** Opening Supplied material block **
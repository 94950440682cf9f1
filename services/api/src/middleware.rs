//! Request authentication for protected content routes

use async_trait::async_trait;
use axum::{
    extract::FromRequestParts,
    http::{header::AUTHORIZATION, request::Parts},
};
use common::{guard::require_auth, users::AuthUser};
use uuid::Uuid;

use crate::{error::ApiError, state::AppState};

/// The user behind a verified bearer token
#[derive(Debug, Clone)]
pub struct CurrentUser(pub AuthUser);

impl CurrentUser {
    /// Fail with 403 unless this user is `author_id`
    pub fn ensure_author(&self, author_id: Uuid, action: &str) -> Result<(), ApiError> {
        if self.0.id == author_id {
            Ok(())
        } else {
            Err(ApiError::Forbidden(format!("You are not allowed to {}", action)))
        }
    }
}

#[async_trait]
impl FromRequestParts<AppState> for CurrentUser {
    type Rejection = ApiError;

    async fn from_request_parts(
        parts: &mut Parts,
        state: &AppState,
    ) -> Result<Self, Self::Rejection> {
        let header = parts
            .headers
            .get(AUTHORIZATION)
            .and_then(|value| value.to_str().ok());

        let user = require_auth(
            header,
            state.token_service.as_ref(),
            &state.user_directory,
        )
        .await?;

        Ok(CurrentUser(user))
    }
}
** Closing Supplied material block **
Set down each entry exactly as it appears above.

repository 94950440682cf9f1
filename services/api/src/middleware.rs
//! Request authentication for protected content routes

use async_trait::async_trait;
use axum::{
    extract::FromRequestParts,
    http::{header::AUTHORIZATION, request::Parts},
};
use common::{guard::require_auth, users::AuthUser};
use uuid::Uuid;

use crate::{error::ApiError, state::AppState};

/// The user behind a verified bearer token
#[derive(Debug, Clone)]
pub struct CurrentUser(pub AuthUser);

impl CurrentUser {
    /// Fail with 403 unless this user is `author_id`
    pub fn ensure_author(&self, author_id: Uuid, action: &str) -> Result<(), ApiError> {
        if self.0.id == author_id {
            Ok(())
        } else {
            Err(ApiError::Forbidden(format!("You are not allowed to {}", action)))
        }
    }
}

#[async_trait]
impl FromRequestParts<AppState> for CurrentUser {
    type Rejection = ApiError;

    async fn from_request_parts(
        parts: &mut Parts,
        state: &AppState,
    ) -> Result<Self, Self::Rejection> {
        let header = parts
            .headers
            .get(AUTHORIZATION)
            .and_then(|value| value.to_str().ok());

        let user = require_auth(
            header,
            state.token_service.as_ref(),
            &state.user_directory,
        )
        .await?;

        Ok(CurrentUser(user))
    }
}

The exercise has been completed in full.